From here, released today

Protocols and practice guidance for the Church of England’s Past Cases Review 2, (PCR2) have been published today. Individuals who wish to make representations to the PCR2 process or who need to come forward with information or make any disclosures regarding church related abuse are encouraged to make direct contact with their diocesan safeguarding adviser. However, recognising that this may not feel safe for those with a lived experience of abuse from within the church, a dedicated telephone helpline – 0800 80 20 20 – operated independently from the church, by the NSPCC, has been set up.

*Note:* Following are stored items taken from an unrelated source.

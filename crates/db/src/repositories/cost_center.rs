//! Cost center repository for database operations.
//!
//! Rows hold a parent pointer only; tree assembly and all traversals are
//! delegated to `hesab_core::costcenter` over the loaded node set. Re-parent
//! validation runs inside the mutating transaction against a fresh snapshot
//! of the hierarchy.

use hesab_core::costcenter::{self, CostCenter, CostCenterTreeNode, HierarchyError};
use hesab_shared::error::AppError;
use hesab_shared::types::{CostCenterId, PageRequest, PageResponse, UserId};
use sea_orm::{
    ActiveModelTrait, ColumnTrait, DatabaseConnection, DbErr, EntityTrait, ModelTrait,
    PaginatorTrait, QueryFilter, QueryOrder, QuerySelect, Set, TransactionTrait,
};
use uuid::Uuid;

use crate::entities::cost_centers;

/// Error types for cost center operations.
#[derive(Debug, thiserror::Error)]
pub enum CostCenterError {
    /// Hierarchy rule violated (self-parent, cycle, corrupt data).
    #[error(transparent)]
    Hierarchy(#[from] HierarchyError),

    /// A cost center with this code already exists.
    #[error("Cost center code already exists: {0}")]
    DuplicateCode(String),

    /// Cost center not found.
    #[error("Cost center not found: {0}")]
    NotFound(CostCenterId),

    /// Proposed parent not found.
    #[error("Parent cost center not found: {0}")]
    ParentNotFound(CostCenterId),

    /// Cost center still has children and cannot be deleted.
    #[error("Cost center {0} has children and cannot be deleted")]
    HasChildren(CostCenterId),

    /// Database error.
    #[error("Database error: {0}")]
    Database(#[from] DbErr),
}

impl From<CostCenterError> for AppError {
    fn from(err: CostCenterError) -> Self {
        match err {
            CostCenterError::Hierarchy(HierarchyError::CorruptHierarchy(_)) => {
                Self::Internal(err.to_string())
            }
            CostCenterError::Hierarchy(HierarchyError::NodeNotFound(_)) => {
                Self::NotFound(err.to_string())
            }
            CostCenterError::Hierarchy(_) => Self::InvalidInput(err.to_string()),
            CostCenterError::DuplicateCode(_) => Self::Conflict(err.to_string()),
            CostCenterError::NotFound(_) | CostCenterError::ParentNotFound(_) => {
                Self::NotFound(err.to_string())
            }
            CostCenterError::HasChildren(_) => Self::InvalidState(err.to_string()),
            CostCenterError::Database(_) => Self::Database(err.to_string()),
        }
    }
}

/// Input for creating a cost center.
#[derive(Debug, Clone)]
pub struct CreateCostCenterInput {
    /// Unique cost center code.
    pub code: String,
    /// Display name.
    pub name: String,
    /// Optional description.
    pub description: Option<String>,
    /// Parent cost center; `None` creates a root.
    pub parent_id: Option<CostCenterId>,
    /// Creating user.
    pub created_by: UserId,
}

/// Input for updating a cost center. `None` fields are left unchanged.
#[derive(Debug, Clone, Default)]
pub struct UpdateCostCenterInput {
    /// New display name.
    pub name: Option<String>,
    /// New description; `Some(None)` clears it.
    pub description: Option<Option<String>>,
    /// New parent; `Some(None)` detaches the node to a root.
    pub parent_id: Option<Option<CostCenterId>>,
    /// New active flag.
    pub is_active: Option<bool>,
}

/// Cost center repository.
#[derive(Debug, Clone)]
pub struct CostCenterRepository {
    db: DatabaseConnection,
}

impl CostCenterRepository {
    /// Creates a new cost center repository.
    #[must_use]
    pub const fn new(db: DatabaseConnection) -> Self {
        Self { db }
    }

    /// Creates a cost center.
    ///
    /// # Errors
    ///
    /// Returns an error if:
    /// - the code is already taken
    /// - the named parent does not exist
    /// - the database operation fails
    pub async fn create(
        &self,
        input: CreateCostCenterInput,
    ) -> Result<CostCenter, CostCenterError> {
        let existing = cost_centers::Entity::find()
            .filter(cost_centers::Column::Code.eq(input.code.as_str()))
            .one(&self.db)
            .await?;
        if existing.is_some() {
            return Err(CostCenterError::DuplicateCode(input.code));
        }

        if let Some(parent_id) = input.parent_id {
            let parent = cost_centers::Entity::find_by_id(parent_id.into_inner())
                .one(&self.db)
                .await?;
            if parent.is_none() {
                return Err(CostCenterError::ParentNotFound(parent_id));
            }
        }

        let now = chrono::Utc::now().into();
        let model = cost_centers::ActiveModel {
            id: Set(Uuid::now_v7()),
            code: Set(input.code),
            name: Set(input.name),
            description: Set(input.description),
            parent_id: Set(input.parent_id.map(CostCenterId::into_inner)),
            is_active: Set(true),
            created_by: Set(input.created_by.into_inner()),
            updated_by: Set(None),
            created_at: Set(now),
            updated_at: Set(now),
        };
        let created = model.insert(&self.db).await?;

        tracing::info!(code = %created.code, "created cost center");
        Ok(created.into())
    }

    /// Updates a cost center.
    ///
    /// Re-parenting loads the full node set inside the transaction and runs
    /// the cycle check against that snapshot, so a concurrent relink cannot
    /// close a cycle between the check and the write.
    ///
    /// # Errors
    ///
    /// Returns an error if:
    /// - the cost center does not exist
    /// - the new parent does not exist, is the node itself, or descends
    ///   from it
    /// - the database operation fails
    pub async fn update(
        &self,
        id: CostCenterId,
        input: UpdateCostCenterInput,
        updated_by: UserId,
    ) -> Result<CostCenter, CostCenterError> {
        let txn = self.db.begin().await?;

        let model = cost_centers::Entity::find_by_id(id.into_inner())
            .one(&txn)
            .await?
            .ok_or(CostCenterError::NotFound(id))?;

        if let Some(new_parent) = input.parent_id {
            if let Some(parent_id) = new_parent {
                let nodes: Vec<CostCenter> = cost_centers::Entity::find()
                    .all(&txn)
                    .await?
                    .into_iter()
                    .map(Into::into)
                    .collect();
                costcenter::validate_new_parent(&nodes, id, parent_id)?;
            }
        }

        let mut active: cost_centers::ActiveModel = model.into();
        if let Some(name) = input.name {
            active.name = Set(name);
        }
        if let Some(description) = input.description {
            active.description = Set(description);
        }
        if let Some(parent_id) = input.parent_id {
            active.parent_id = Set(parent_id.map(CostCenterId::into_inner));
        }
        if let Some(is_active) = input.is_active {
            active.is_active = Set(is_active);
        }
        active.updated_by = Set(Some(updated_by.into_inner()));
        active.updated_at = Set(chrono::Utc::now().into());

        let updated = active.update(&txn).await?;
        txn.commit().await?;

        tracing::info!(code = %updated.code, "updated cost center");
        Ok(updated.into())
    }

    /// Deletes a cost center. Only childless nodes may be deleted; subtrees
    /// must be dismantled leaf-first.
    ///
    /// # Errors
    ///
    /// Returns an error if:
    /// - the cost center does not exist
    /// - the cost center still has children
    /// - the database operation fails
    pub async fn remove(&self, id: CostCenterId) -> Result<(), CostCenterError> {
        let txn = self.db.begin().await?;

        let model = cost_centers::Entity::find_by_id(id.into_inner())
            .one(&txn)
            .await?
            .ok_or(CostCenterError::NotFound(id))?;

        let child_count = cost_centers::Entity::find()
            .filter(cost_centers::Column::ParentId.eq(id.into_inner()))
            .count(&txn)
            .await?;
        if child_count > 0 {
            return Err(CostCenterError::HasChildren(id));
        }

        let code = model.code.clone();
        model.delete(&txn).await?;
        txn.commit().await?;

        tracing::info!(code = %code, "deleted cost center");
        Ok(())
    }

    /// Finds a cost center by id.
    ///
    /// # Errors
    ///
    /// Returns an error if the database query fails.
    pub async fn find_by_id(
        &self,
        id: CostCenterId,
    ) -> Result<Option<CostCenter>, CostCenterError> {
        let model = cost_centers::Entity::find_by_id(id.into_inner())
            .one(&self.db)
            .await?;
        Ok(model.map(Into::into))
    }

    /// Lists cost centers ordered by code, paginated.
    ///
    /// # Errors
    ///
    /// Returns an error if the database query fails.
    pub async fn list(
        &self,
        page: &PageRequest,
    ) -> Result<PageResponse<CostCenter>, CostCenterError> {
        let total = cost_centers::Entity::find().count(&self.db).await?;

        let models = cost_centers::Entity::find()
            .order_by_asc(cost_centers::Column::Code)
            .offset(page.offset())
            .limit(page.limit())
            .all(&self.db)
            .await?;

        Ok(PageResponse::new(
            models.into_iter().map(Into::into).collect(),
            page.page,
            page.per_page,
            total,
        ))
    }

    /// Loads the active hierarchy as a forest of trees, siblings ordered by
    /// code. Children of an inactive parent surface as roots.
    ///
    /// # Errors
    ///
    /// Returns an error if the database query fails.
    pub async fn find_tree(&self) -> Result<Vec<CostCenterTreeNode>, CostCenterError> {
        let models = cost_centers::Entity::find()
            .filter(cost_centers::Column::IsActive.eq(true))
            .order_by_asc(cost_centers::Column::Code)
            .all(&self.db)
            .await?;
        let nodes: Vec<CostCenter> = models.into_iter().map(Into::into).collect();
        Ok(costcenter::build_tree(&nodes))
    }

    /// Returns the ancestor chain of a cost center, nearest parent first.
    ///
    /// # Errors
    ///
    /// Returns an error if the node does not exist, the stored hierarchy is
    /// corrupt, or the database query fails.
    pub async fn ancestors(&self, id: CostCenterId) -> Result<Vec<CostCenter>, CostCenterError> {
        let nodes = self.load_all().await?;
        Ok(costcenter::ancestors(&nodes, id)?)
    }

    /// Returns every descendant of a cost center, depth-first in code order.
    ///
    /// # Errors
    ///
    /// Returns an error if the node does not exist, the stored hierarchy is
    /// corrupt, or the database query fails.
    pub async fn descendants(&self, id: CostCenterId) -> Result<Vec<CostCenter>, CostCenterError> {
        let nodes = self.load_all().await?;
        Ok(costcenter::descendants(&nodes, id)?)
    }

    async fn load_all(&self) -> Result<Vec<CostCenter>, CostCenterError> {
        let models = cost_centers::Entity::find()
            .order_by_asc(cost_centers::Column::Code)
            .all(&self.db)
            .await?;
        Ok(models.into_iter().map(Into::into).collect())
    }
}

#[cfg(test)]
#[path = "cost_center_tests.rs"]
mod tests;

Anyone can use the helpline to provide information or to raise concerns regarding abuse within the Church of England context; whether they are reporting issues relating to children, adults or seeking to whistle blow about poor safeguarding practice. Survivors were not invited to contribute to the 2007-2009 PCR and the Church has wanted to ensure a different, trauma informed approach is taken by PCR2.  Listening to survivor voices has helped to shape how this review will be conducted.

The issuing of this guidance is just part of the ongoing scrutiny work around past cases across the Church, and follows a report in 2018 into the original PCR (2007-2009) which revealed shortcomings both in the process and final result.

Seven dioceses were asked to repeat a full Past Cases Review with work already underway based on draft guidance. The final guidance directs all dioceses on steps that must be taken to independently review all outstanding files. PCR2 must be completed by the end of 2020.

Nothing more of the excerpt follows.